Elvis Replaces God in All Former Myths

by Erin Slaughter

secretly we all want to assassinate the president, we don’t care

who the president is. because every man in a suit distills

to husbandfather unattainable. because the burned-out shell

 

of a honda civic steaming against winter is more frightening

than any ditch-born skeleton of wild bone. eventually,

abstaining becomes more vice than lack of. when it’s humid

 

in my house I find puddles of saltwater on surfaces,

& each time am truly surprised how little

I want to put my mouth on them. nailbiters recognize

 

their kind by fidget & lack, & parents by the prayer

of you’re okay aimed at the houndstooth swatch of skin

& blood blooming at their child’s knee. why is it so hard to acknowledge

 

pain we can do nothing to assuage? whoever built hunger

must have done so just to better understand

the geometry of starvation.
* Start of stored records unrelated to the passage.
use crate::models::{ECLevel, MaskPattern};

/// BCH generator polynomial for the 15-bit format information,
/// x^10 + x^8 + x^5 + x^4 + x^2 + x + 1
const FORMAT_GENERATOR: u16 = 0b101_0011_0111;

/// Fixed mask XORed onto the codeword so format information is never
/// all-zero in the symbol
const FORMAT_MASK: u16 = 0b101_0100_0001_0010;

/// Format information: error-correction level and mask pattern,
/// protected by a BCH(15,5) code.
#[derive(Debug, Clone, Copy, PartialEq, Eq)]
pub struct FormatInfo {
    /// Error correction level of the symbol
    pub ec_level: ECLevel,
    /// Mask pattern applied to the data region
    pub mask: MaskPattern,
}

impl FormatInfo {
    /// Format information for the given level and mask
    pub fn new(ec_level: ECLevel, mask: MaskPattern) -> Self {
        Self { ec_level, mask }
    }

    /// The 15 format bits: 5 data bits (level then mask), 10 BCH
    /// remainder bits, XORed with the fixed mask. Bit 14 is the first
    /// data bit.
    pub fn bits(&self) -> u16 {
        let data = (u16::from(self.ec_level.format_bits()) << 3) | u16::from(self.mask.bits());
        let mut rem = data << 10;
        for shift in (0..5).rev() {
            if rem & (1 << (shift + 10)) != 0 {
                rem ^= FORMAT_GENERATOR << shift;
            }
        }
        ((data << 10) | rem) ^ FORMAT_MASK
    }

    /// Whether `bits` is a valid masked format codeword
    pub fn check(bits: u16) -> bool {
        let mut rem = bits ^ FORMAT_MASK;
        for shift in (0..5).rev() {
            if rem & (1 << (shift + 10)) != 0 {
                rem ^= FORMAT_GENERATOR << shift;
            }
        }
        rem == 0
    }

    /// Recover the level and mask from a masked format codeword, or
    /// `None` if the BCH remainder does not check out
    pub fn decode(bits: u16) -> Option<Self> {
        if !Self::check(bits) {
            return None;
        }
        let data = (bits ^ FORMAT_MASK) >> 10;
        let ec_level = ECLevel::from_format_bits(((data >> 3) & 0b11) as u8)?;
        let mask = MaskPattern::from_bits((data & 0b111) as u8)?;
        Some(Self { ec_level, mask })
    }
}
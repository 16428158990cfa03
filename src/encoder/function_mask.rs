use super::SIZE;
use crate::models::BitMatrix;

/// Tracks which modules belong to function patterns or reserved format
/// areas, so codeword placement can skip them.
pub struct FunctionMask {
    cells: BitMatrix,
}

impl FunctionMask {
    /// An empty mask with every module still available for data
    pub fn new() -> Self {
        Self {
            cells: BitMatrix::new(SIZE),
        }
    }

    /// Mark `(row, col)` as a function module
    pub fn mark(&mut self, row: usize, col: usize) {
        self.cells.set(row, col, true);
    }

    /// Whether `(row, col)` is off-limits for codeword bits
    pub fn is_function(&self, row: usize, col: usize) -> bool {
        self.cells.get(row, col)
    }

    /// Number of modules left over for codeword bits
    pub fn data_module_count(&self) -> usize {
        SIZE * SIZE - self.cells.count_set()
    }
}

impl Default for FunctionMask {
    fn default() -> Self {
        Self::new()
    }
}
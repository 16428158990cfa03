use thiserror::Error;

/// Errors surfaced to callers of the encode entry points
#[derive(Debug, Error, Clone, Copy, PartialEq, Eq)]
pub enum EncodeError {
    /// The payload does not fit a version 1-M byte-mode symbol (at most
    /// 14 bytes of text). `needed` counts the un-terminated bit stream:
    /// mode indicator + count indicator + payload bits.
    #[error("payload needs {needed} data bits but a version 1-M symbol holds {capacity}")]
    CapacityExceeded {
        /// Bits required by mode indicator, count indicator, and payload
        needed: usize,
        /// Data-region capacity in bits (128 for this configuration)
        capacity: usize,
    },
}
I pretend sometimes

 

that quietness is a green-eyed, steadyblazing fist & that it’s not painful

to find a person beautiful singularly. welcome

to my country. we beg for noise & demand meaning

 

from the ruins. we might as well build a hut of bricks & burrow, we might

as well go on howling into furniture. we all want to assassinate a knife,

we don’t care what rifle we have to dig up to do it.

 

re: fucking a stranger in your car, M assures me there’s only ten minutes

of conversation bridging the crevasse between emotionally unhinged

& the sexiest lick of electricity ever spoken aloud. that we can cradle

 

everything we want against the dim satchel of our chests & also discover

a way to become it. it’s every door in the body painted

fever-sheen, symptom without disease. it’s

 

what we owe to one another, not an erasure of teeth but

holding a lantern to the scars, telling stories of how they shone

like schools of salmon abandoning the water.